Mais Pétrone s’y opposa formellement. Les prétoriens pourraient le reconnaître et tout serait perdu.
– Ni dans la prison, ni auprès des Fosses Puantes! – disait Pétrone. – Il faut que tous, César et Tigellin surtout, soient persuadés qu’elle est morte; sinon ils ordonneraient des recherches immédiates. Nous ne pouvons détourner les soupçons qu’en la faisant emporter aux Monts Albains, ou même plus loin, en Sicile, tandis que nous resterons à Rome. Dans une semaine ou deux, tu tomberas malade et tu feras venir le médecin de Néron, qui te prescrira la montagne. Alors vous vous retrouverez et ensuite…
Ici, il réfléchit un instant et, avec un geste évasif, il conclut:
– Ensuite, peut-être que les temps auront changé…
– Que le Christ ait pitié d’elle! – dit Vinicius. – Tu parles de la Sicile, alors qu’elle est malade et peut mourir.
– Nous la cacherons d’abord plus près. Le grand air la guérira. Ne possèdes-tu pas quelque part dans les montagnes un fermier en qui tu puisses avoir confiance?
– Oui! J’en ai un, – répondit Vinicius. – Sur les hauteurs voisines de Coriola j’ai un homme sûr qui m’a porté dans ses bras tout enfant et qui m’est resté dévoué.
Pétrone lui tendit les tablettes.
– Écris-lui de venir demain. J’enverrai sur-le-champ un courrier.
Disant cela, Pétrone appela l’atriensis et lui donna les ordres nécessaires. Quelques instants plus tard, un esclave à cheval partait pour Coriola.
– Je voudrais qu’Ursus pût l’accompagner en route… – dit Vinicius; – je serais plus tranquille…

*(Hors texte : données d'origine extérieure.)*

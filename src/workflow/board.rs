use std::sync::Arc;

use tracing::{error, info, warn};

use crate::context::AppContext;
use crate::domain::board::{Board, GroupBy, SortBy, organize};
use crate::domain::ticket::Ticket;

#[derive(Debug, Clone, PartialEq)]
pub enum BoardAction {
    SetGrouping(GroupBy),
    SetSorting(SortBy),
    SetTickets(Vec<Ticket>),
}

/// Immutable view state. Every change goes through [`BoardState::apply`].
#[derive(Debug, Clone, PartialEq, Default)]
pub struct BoardState {
    tickets: Arc<[Ticket]>,
    group_by: GroupBy,
    sort_by: SortBy,
}

impl BoardState {
    pub fn tickets(&self) -> &[Ticket] {
        &self.tickets
    }

    pub fn group_by(&self) -> &GroupBy {
        &self.group_by
    }

    pub fn sort_by(&self) -> &SortBy {
        &self.sort_by
    }

    pub fn apply(self, action: BoardAction) -> Self {
        match action {
            BoardAction::SetGrouping(group_by) => {
                if !group_by.is_recognized() {
                    warn!(
                        group_by = group_by.as_str(),
                        "unrecognized grouping; board will be empty"
                    );
                }
                Self { group_by, ..self }
            }
            BoardAction::SetSorting(sort_by) => {
                if !sort_by.is_recognized() {
                    warn!(
                        sort_by = sort_by.as_str(),
                        "unrecognized sorting; ticket order left as is"
                    );
                }
                Self { sort_by, ..self }
            }
            BoardAction::SetTickets(tickets) => Self {
                tickets: Arc::from(tickets),
                ..self
            },
        }
    }

    pub fn view(&self) -> Board {
        organize(&self.tickets, &self.group_by, &self.sort_by)
    }
}

/// Fetches the tickets once and builds the initial state. A failed fetch is
/// logged and leaves the board empty.
pub async fn load_board(ctx: &AppContext) -> BoardState {
    let state = BoardState::default()
        .apply(BoardAction::SetGrouping(ctx.config.group_by.clone()))
        .apply(BoardAction::SetSorting(ctx.config.sort_by.clone()));

    match ctx.ticket_source.fetch_tickets().await {
        Ok(tickets) => {
            info!(count = tickets.len(), "fetched tickets");
            state.apply(BoardAction::SetTickets(tickets))
        }
        Err(err) => {
            error!(error = %err, "error fetching tickets");
            state
        }
    }
}
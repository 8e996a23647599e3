use std::fmt;

use serde::{Deserialize, Deserializer, Serialize};

/// Label used wherever a ticket field is absent.
pub const MISSING_LABEL: &str = "undefined";

const PRIORITY_LEVELS: [(i64, &str); 5] = [
    (4, "Urgent"),
    (3, "High"),
    (2, "Medium"),
    (1, "Low"),
    (0, "No priority"),
];

#[derive(Debug, Clone, PartialEq, Eq, Hash, Serialize, Deserialize)]
#[serde(untagged)]
pub enum TicketId {
    Number(i64),
    Text(String),
}

impl fmt::Display for TicketId {
    fn fmt(&self, f: &mut fmt::Formatter<'_>) -> fmt::Result {
        match self {
            TicketId::Number(value) => write!(f, "{value}"),
            TicketId::Text(value) => f.write_str(value),
        }
    }
}

#[derive(Debug, Clone, PartialEq, Eq, Serialize, Deserialize)]
pub struct Ticket {
    pub id: TicketId,
    #[serde(default, deserialize_with = "null_as_empty")]
    pub title: String,
    #[serde(default)]
    pub status: Option<String>,
    #[serde(default, alias = "userId")]
    pub user: Option<String>,
    #[serde(default)]
    pub priority: Option<i64>,
}

impl Ticket {
    pub fn status_label(&self) -> &str {
        self.status.as_deref().unwrap_or(MISSING_LABEL)
    }

    pub fn user_label(&self) -> &str {
        self.user.as_deref().unwrap_or(MISSING_LABEL)
    }

    pub fn priority_key(&self) -> String {
        self.priority
            .map(|priority| priority.to_string())
            .unwrap_or_else(|| MISSING_LABEL.to_string())
    }

    pub fn priority_label(&self) -> &'static str {
        match self.priority {
            Some(priority) => priority_level(priority).unwrap_or("unknown"),
            None => MISSING_LABEL,
        }
    }
}

fn null_as_empty<'de, D>(deserializer: D) -> Result<String, D::Error>
where
    D: Deserializer<'de>,
{
    Ok(Option::<String>::deserialize(deserializer)?.unwrap_or_default())
}

/// Display name for a priority level; `None` outside `0..=4`.
pub fn priority_level(priority: i64) -> Option<&'static str> {
    PRIORITY_LEVELS
        .iter()
        .find(|(level, _)| *level == priority)
        .map(|(_, label)| *label)
}

#[cfg(test)]
mod tests {
    use super::*;

    #[test]
    fn maps_priority_levels() {
        assert_eq!(priority_level(0), Some("No priority"));
        assert_eq!(priority_level(1), Some("Low"));
        assert_eq!(priority_level(2), Some("Medium"));
        assert_eq!(priority_level(3), Some("High"));
        assert_eq!(priority_level(4), Some("Urgent"));
        assert_eq!(priority_level(5), None);
        assert_eq!(priority_level(-1), None);
    }

    #[test]
    fn deserializes_numeric_and_text_ids() {
        let numeric: Ticket = serde_json::from_str(
            r#"{"id": 7, "title": "Fix login", "status": "Todo", "user": "usr-1", "priority": 3}"#,
        )
        .expect("numeric id");
        assert_eq!(numeric.id, TicketId::Number(7));
        assert_eq!(numeric.id.to_string(), "7");

        let text: Ticket = serde_json::from_str(
            r#"{"id": "CAM-1", "title": "Fix login", "status": "Todo", "user": "usr-1", "priority": 3}"#,
        )
        .expect("text id");
        assert_eq!(text.id, TicketId::Text("CAM-1".to_string()));
        assert_eq!(text.id.to_string(), "CAM-1");
    }

    #[test]
    fn accepts_user_id_alias() {
        let ticket: Ticket =
            serde_json::from_str(r#"{"id": "CAM-2", "title": "t", "userId": "usr-2"}"#)
                .expect("alias");
        assert_eq!(ticket.user.as_deref(), Some("usr-2"));
    }

    #[test]
    fn missing_fields_fall_back_to_undefined() {
        let ticket: Ticket = serde_json::from_str(r#"{"id": 1}"#).expect("sparse ticket");
        assert_eq!(ticket.title, "");
        assert_eq!(ticket.status_label(), MISSING_LABEL);
        assert_eq!(ticket.user_label(), MISSING_LABEL);
        assert_eq!(ticket.priority_key(), MISSING_LABEL);
        assert_eq!(ticket.priority_label(), MISSING_LABEL);
    }

    #[test]
    fn null_title_reads_as_empty() {
        let tickets: Vec<Ticket> = serde_json::from_str(
            r#"[{"id": 1, "title": "ok"}, {"id": 2, "title": null, "status": null}]"#,
        )
        .expect("list with null title");
        assert_eq!(tickets.len(), 2);
        assert_eq!(tickets[0].title, "ok");
        assert_eq!(tickets[1].title, "");
        assert_eq!(tickets[1].status_label(), MISSING_LABEL);
    }

    #[test]
    fn out_of_range_priority_has_unknown_label() {
        let ticket: Ticket =
            serde_json::from_str(r#"{"id": 1, "priority": 9}"#).expect("ticket");
        assert_eq!(ticket.priority_key(), "9");
        assert_eq!(ticket.priority_label(), "unknown");
    }

    #[test]
    fn rejects_ticket_without_id() {
        let parsed = serde_json::from_str::<Ticket>(r#"{"title": "no id"}"#);
        assert!(parsed.is_err());
    }
}
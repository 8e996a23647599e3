use std::time::Duration;

use async_trait::async_trait;
use reqwest::{Client, header::ACCEPT};
use serde::Deserialize;
use tracing::debug;

use crate::domain::ticket::Ticket;
use crate::error::{AppError, AppResult};
use crate::services::TicketSource;

pub struct TicketApiClient {
    http: Client,
    api_url: String,
}

impl TicketApiClient {
    pub fn new(api_url: String, timeout: Option<Duration>) -> AppResult<Self> {
        let mut builder = Client::builder();
        if let Some(timeout) = timeout {
            builder = builder.timeout(timeout);
        }
        let http = builder
            .build()
            .map_err(|err| AppError::Configuration(format!("failed to build HTTP client: {err}")))?;

        Ok(Self { http, api_url })
    }

    pub fn api_url(&self) -> &str {
        &self.api_url
    }
}

#[async_trait]
impl TicketSource for TicketApiClient {
    async fn fetch_tickets(&self) -> AppResult<Vec<Ticket>> {
        debug!(url = %self.api_url, "requesting tickets");

        let response = self
            .http
            .get(&self.api_url)
            .header(ACCEPT, "application/json")
            .send()
            .await
            .map_err(|err| AppError::Fetch(format!("failed to call ticket API: {err}")))?;

        let status = response.status();
        if !status.is_success() {
            let body = response
                .text()
                .await
                .unwrap_or_else(|_| "<unable to read response>".to_string());
            return Err(AppError::Fetch(format!(
                "ticket API responded with {status}: {body}"
            )));
        }

        let payload: TicketListResponse = response
            .json()
            .await
            .map_err(|err| AppError::Fetch(format!("failed to parse ticket response: {err}")))?;

        Ok(payload.tickets)
    }
}

#[derive(Deserialize)]
struct TicketListResponse {
    tickets: Vec<Ticket>,
}
use std::cmp::Ordering;
use std::collections::HashMap;

use serde::Serialize;
use unicode_normalization::UnicodeNormalization;
use unicode_normalization::char::is_combining_mark;

use crate::domain::ticket::Ticket;

#[derive(Debug, Clone, PartialEq, Eq, Default)]
pub enum GroupBy {
    #[default]
    Status,
    User,
    Priority,
    Unrecognized(String),
}

impl GroupBy {
    pub fn as_str(&self) -> &str {
        match self {
            GroupBy::Status => "status",
            GroupBy::User => "user",
            GroupBy::Priority => "priority",
            GroupBy::Unrecognized(value) => value,
        }
    }

    pub fn parse(value: &str) -> Self {
        match value.trim().to_lowercase().as_str() {
            "status" => GroupBy::Status,
            "user" => GroupBy::User,
            "priority" => GroupBy::Priority,
            _ => GroupBy::Unrecognized(value.trim().to_string()),
        }
    }

    pub fn is_recognized(&self) -> bool {
        !matches!(self, GroupBy::Unrecognized(_))
    }

    /// Group label for `ticket`, or `None` when this grouping selects nothing.
    fn label_for(&self, ticket: &Ticket) -> Option<String> {
        match self {
            GroupBy::Status => Some(ticket.status_label().to_string()),
            GroupBy::User => Some(ticket.user_label().to_string()),
            GroupBy::Priority => Some(ticket.priority_key()),
            GroupBy::Unrecognized(_) => None,
        }
    }
}

#[derive(Debug, Clone, PartialEq, Eq, Default)]
pub enum SortBy {
    #[default]
    Priority,
    Title,
    Unrecognized(String),
}

impl SortBy {
    pub fn as_str(&self) -> &str {
        match self {
            SortBy::Priority => "priority",
            SortBy::Title => "title",
            SortBy::Unrecognized(value) => value,
        }
    }

    pub fn parse(value: &str) -> Self {
        match value.trim().to_lowercase().as_str() {
            "priority" => SortBy::Priority,
            "title" => SortBy::Title,
            _ => SortBy::Unrecognized(value.trim().to_string()),
        }
    }

    pub fn is_recognized(&self) -> bool {
        !matches!(self, SortBy::Unrecognized(_))
    }

    fn compare(&self, a: &Ticket, b: &Ticket) -> Ordering {
        match self {
            SortBy::Priority => compare_priority(a.priority, b.priority),
            SortBy::Title => compare_titles(&a.title, &b.title),
            SortBy::Unrecognized(_) => Ordering::Equal,
        }
    }
}

#[derive(Debug, Clone, PartialEq, Eq, Serialize)]
pub struct Group {
    pub label: String,
    pub tickets: Vec<Ticket>,
}

/// Columns of the board in first-seen label order.
#[derive(Debug, Clone, PartialEq, Eq, Default, Serialize)]
#[serde(transparent)]
pub struct Board {
    pub groups: Vec<Group>,
}

impl Board {
    pub fn is_empty(&self) -> bool {
        self.groups.is_empty()
    }
}

#[cfg(test)]
impl Board {
    pub fn group(&self, label: &str) -> Option<&Group> {
        self.groups.iter().find(|group| group.label == label)
    }

    pub fn labels(&self) -> Vec<&str> {
        self.groups.iter().map(|group| group.label.as_str()).collect()
    }

    pub fn ticket_count(&self) -> usize {
        self.groups.iter().map(|group| group.tickets.len()).sum()
    }
}

pub fn organize(tickets: &[Ticket], group_by: &GroupBy, sort_by: &SortBy) -> Board {
    let mut groups: Vec<Group> = Vec::new();
    let mut positions: HashMap<String, usize> = HashMap::new();

    for ticket in tickets {
        let Some(label) = group_by.label_for(ticket) else {
            continue;
        };
        let index = *positions.entry(label.clone()).or_insert_with(|| {
            groups.push(Group {
                label,
                tickets: Vec::new(),
            });
            groups.len() - 1
        });
        groups[index].tickets.push(ticket.clone());
    }

    // `sort_by` is stable, so ties keep partition order.
    for group in &mut groups {
        group.tickets.sort_by(|a, b| sort_by.compare(a, b));
    }

    Board { groups }
}

/// Higher priority first; a missing priority goes last.
fn compare_priority(a: Option<i64>, b: Option<i64>) -> Ordering {
    match (a, b) {
        (Some(a), Some(b)) => b.cmp(&a),
        (Some(_), None) => Ordering::Less,
        (None, Some(_)) => Ordering::Greater,
        (None, None) => Ordering::Equal,
    }
}

/// Collation-style order: base letters first, ignoring accents and case.
/// Ties fall back to accents (unaccented first), then case (lowercase first).
fn compare_titles(a: &str, b: &str) -> Ordering {
    collation_key(a)
        .cmp(&collation_key(b))
        .then_with(|| a.to_lowercase().cmp(&b.to_lowercase()))
        .then_with(|| b.cmp(a))
}

fn collation_key(title: &str) -> String {
    title
        .nfd()
        .filter(|c| !is_combining_mark(*c))
        .flat_map(char::to_lowercase)
        .collect()
}
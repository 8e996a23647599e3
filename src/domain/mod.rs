pub mod board;
pub mod ticket;
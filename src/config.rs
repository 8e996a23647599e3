use std::env;
use std::time::Duration;

use crate::domain::board::{GroupBy, SortBy};
use crate::error::{AppError, AppResult};

pub const DEFAULT_API_URL: &str = "https://api.quicksell.co/v1/internal/frontend-assignment";

pub const ENV_API_URL: &str = "KANBAN_API_URL";
pub const ENV_GROUP_BY: &str = "KANBAN_GROUP_BY";
pub const ENV_SORT_BY: &str = "KANBAN_SORT_BY";
pub const ENV_TIMEOUT_SECS: &str = "KANBAN_HTTP_TIMEOUT_SECS";

#[derive(Debug, Clone, PartialEq)]
pub struct AppConfig {
    pub api_url: String,
    pub group_by: GroupBy,
    pub sort_by: SortBy,
    /// No timeout when unset.
    pub timeout: Option<Duration>,
}

/// Command line values that take precedence over the environment.
#[derive(Debug, Clone, Default)]
pub struct ConfigOverrides {
    pub api_url: Option<String>,
    pub group_by: Option<String>,
    pub sort_by: Option<String>,
    pub timeout_secs: Option<u64>,
}

impl Default for AppConfig {
    fn default() -> Self {
        Self {
            api_url: DEFAULT_API_URL.to_string(),
            group_by: GroupBy::default(),
            sort_by: SortBy::default(),
            timeout: None,
        }
    }
}

impl AppConfig {
    pub fn load(overrides: ConfigOverrides) -> AppResult<Self> {
        Self::load_from(|key| env::var(key).ok(), overrides)
    }

    pub fn load_from<F>(lookup: F, overrides: ConfigOverrides) -> AppResult<Self>
    where
        F: Fn(&str) -> Option<String>,
    {
        let mut config = Self::default();

        if let Some(url) = lookup(ENV_API_URL) {
            config.api_url = url;
        }
        if let Some(value) = lookup(ENV_GROUP_BY) {
            config.group_by = GroupBy::parse(&value);
        }
        if let Some(value) = lookup(ENV_SORT_BY) {
            config.sort_by = SortBy::parse(&value);
        }
        if let Some(value) = lookup(ENV_TIMEOUT_SECS) {
            let secs = value.trim().parse::<u64>().map_err(|_| {
                AppError::Configuration(format!(
                    "{ENV_TIMEOUT_SECS} must be a whole number of seconds, got '{value}'"
                ))
            })?;
            config.timeout = Some(Duration::from_secs(secs));
        }

        if let Some(url) = overrides.api_url {
            config.api_url = url;
        }
        if let Some(value) = overrides.group_by {
            config.group_by = GroupBy::parse(&value);
        }
        if let Some(value) = overrides.sort_by {
            config.sort_by = SortBy::parse(&value);
        }
        if let Some(secs) = overrides.timeout_secs {
            config.timeout = Some(Duration::from_secs(secs));
        }

        config.api_url = config.api_url.trim().to_string();
        if config.api_url.is_empty() {
            return Err(AppError::Configuration(
                "ticket API URL must not be empty".to_string(),
            ));
        }

        Ok(config)
    }
}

– Seigneur, – fit Nazaire, – c’est un homme d’une force surhumaine; il brisera les barreaux et la suivra. Dans le mur, qui s’élève au-dessus du précipice, existe une lucarne près de laquelle il n’y a pas de garde. J’apporterai une corde à Ursus, et il se chargera du reste.
– Par Hercule! – s’écria Pétrone, – qu’il s’évade comme il l’entendra; mais pas en même temps qu’elle, ni même deux ou trois jours après, car on le suivrait et l’on découvrirait la retraite de la jeune fille. Par Hercule! vous voulez donc la perdre! Je vous défends de lui parler de Coriola, ou bien je m’en lave les mains.
Tous deux reconnurent la justesse de ces observations, et Nazaire prit congé, promettant de revenir avant l’aube.
Il espérait pouvoir, cette nuit même, s’entendre avec les gardiens; mais auparavant, il avait à voir sa mère qui, en ces temps dangereux, s’inquiétait continuellement de son sort. Pourtant il réfléchit et décida de ne pas chercher d’hommes en ville, mais de choisir et d’acheter l’un de ceux qui emportaient avec lui les cadavres de la prison.
Au moment de quitter Vinicius, Nazaire le prit à part et lui dit tout bas:
– Seigneur, je ne parlerai de nos projets à personne, pas même à ma mère; mais l’Apôtre Pierre a promis de venir chez nous en sortant de l’amphithéâtre, et je veux tout lui confier.